Analysis of the content of online job postings reveals the skills and qualifications that Canadian employers are most-often looking for.
I looked this up because of some online reaction to a recent post of mine. I wrote an article for the Huffington Post last week in which I explained that the word we all need to stop saying in job interviews is ‘we.’ Describing your work experience and accomplishments in phrases like “we launched a new platform” or “we shattered sales records” implies that the company or the team did well, but it diminishes your individual achievements.
While I still believe that is true, I was accused by some readers of being “patently male biased” because they feel that collaboration and teamwork should be celebrated not downplayed.
Fair enough. It turns out that the single most sought-after skill in all Canadian job postings in “teamwork.”
The Higher Education Quality Council of Ontario analyzed the content of online job postings in Canada across platforms to determine which skills are mentioned most frequently – and therefore the most sought after – by employers. The results show that employers in this country really are looking for people who can play well with others.
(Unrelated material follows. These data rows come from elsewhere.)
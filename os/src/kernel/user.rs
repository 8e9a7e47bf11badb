//! 示例工作负载
//!
//! 代码位于链接脚本中页对齐的 `.text.user` 段，每个工作负载独占一页，
//! 它的物理地址就是创建进程时的入口。

use core::arch::global_asm;

global_asm!(include_str!("user.S"));

unsafe extern "C" {
    fn user_process_1();
    fn user_process_2();
}

/// 启动时创建的工作负载：名字与入口物理地址
pub fn workloads() -> [(&'static str, usize); 2] {
    [
        ("user_process_1", user_process_1 as *const () as usize),
        ("user_process_2", user_process_2 as *const () as usize),
    ]
}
Teamwork, collaboration, cooperation and various other ways of saying ‘working together’ is the most frequently referenced skill.
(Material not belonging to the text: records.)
//! 新进程的地址空间布局

use mm::{PAGE_SIZE, Paddr, PteFlags, Vaddr};

/// 一段固定映射
#[derive(Debug, Clone, Copy, PartialEq, Eq)]
pub struct FixedMap {
    /// 虚拟起始地址
    pub va: Vaddr,
    /// 物理起始地址
    pub pa: Paddr,
    /// 字节数，向上取整到页
    pub len: usize,
    /// 权限（V 由构建器补上）
    pub flags: PteFlags,
}

impl FixedMap {
    /// 虚拟地址等于物理地址的映射
    pub const fn identity(addr: usize, len: usize, flags: PteFlags) -> Self {
        Self {
            va: Vaddr(addr),
            pa: Paddr(addr),
            len,
            flags,
        }
    }
}

/// 每个新进程使用的固定布局
#[derive(Debug, Clone, Copy)]
pub struct ProcessLayout {
    /// 代码页映射到的虚拟地址
    pub entry_va: Vaddr,
    /// 设备映射（R|W），让进程可以直接做 I/O
    pub device: FixedMap,
    /// 私有用户栈所在的虚拟页；`None` 时寄存器全部清零
    pub user_stack_va: Option<Vaddr>,
    /// 额外的映射，例如内核镜像，使陷阱入口在进程页表下仍然可用
    pub extra: &'static [FixedMap],
    /// 进程自己的内核栈帧按恒等方式映射时使用的权限；`None` 时不映射
    ///
    /// 只映射本进程的那一帧，其他进程的内核栈在这张页表下不可见。
    pub kstack_flags: Option<PteFlags>,
}

/// 默认的用户入口虚拟地址
pub const DEFAULT_ENTRY_VA: usize = 0x1000;

/// 默认的设备（UART）地址
pub const DEFAULT_DEVICE_ADDR: usize = 0x1000_0000;

impl ProcessLayout {
    /// 最小布局：入口页与一个设备页
    pub const fn minimal() -> Self {
        Self {
            entry_va: Vaddr(DEFAULT_ENTRY_VA),
            device: FixedMap::identity(
                DEFAULT_DEVICE_ADDR,
                PAGE_SIZE,
                PteFlags::R.union(PteFlags::W),
            ),
            user_stack_va: None,
            extra: &[],
            kstack_flags: None,
        }
    }
}

impl Default for ProcessLayout {
    fn default() -> Self {
        Self::minimal()
    }
}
Other top skills appearing most often in Canadian job postings include “communication skills” and a variety of documentation, organizational, and computer skills.
However, because these skills appear the most frequently in job postings, they tend to be the most generic. The baseline skills, the price of admission to get hired. Once you have those, you need to set yourself apart on the job market with your specific talents, the stuff you’re really good at, and the accomplishments that you achieved above and beyond what others might have been able to do in a similar role.
But let’s start with the basics. Analysis of online job postings reveals that employers across categories are looking for these five things in most people they hire.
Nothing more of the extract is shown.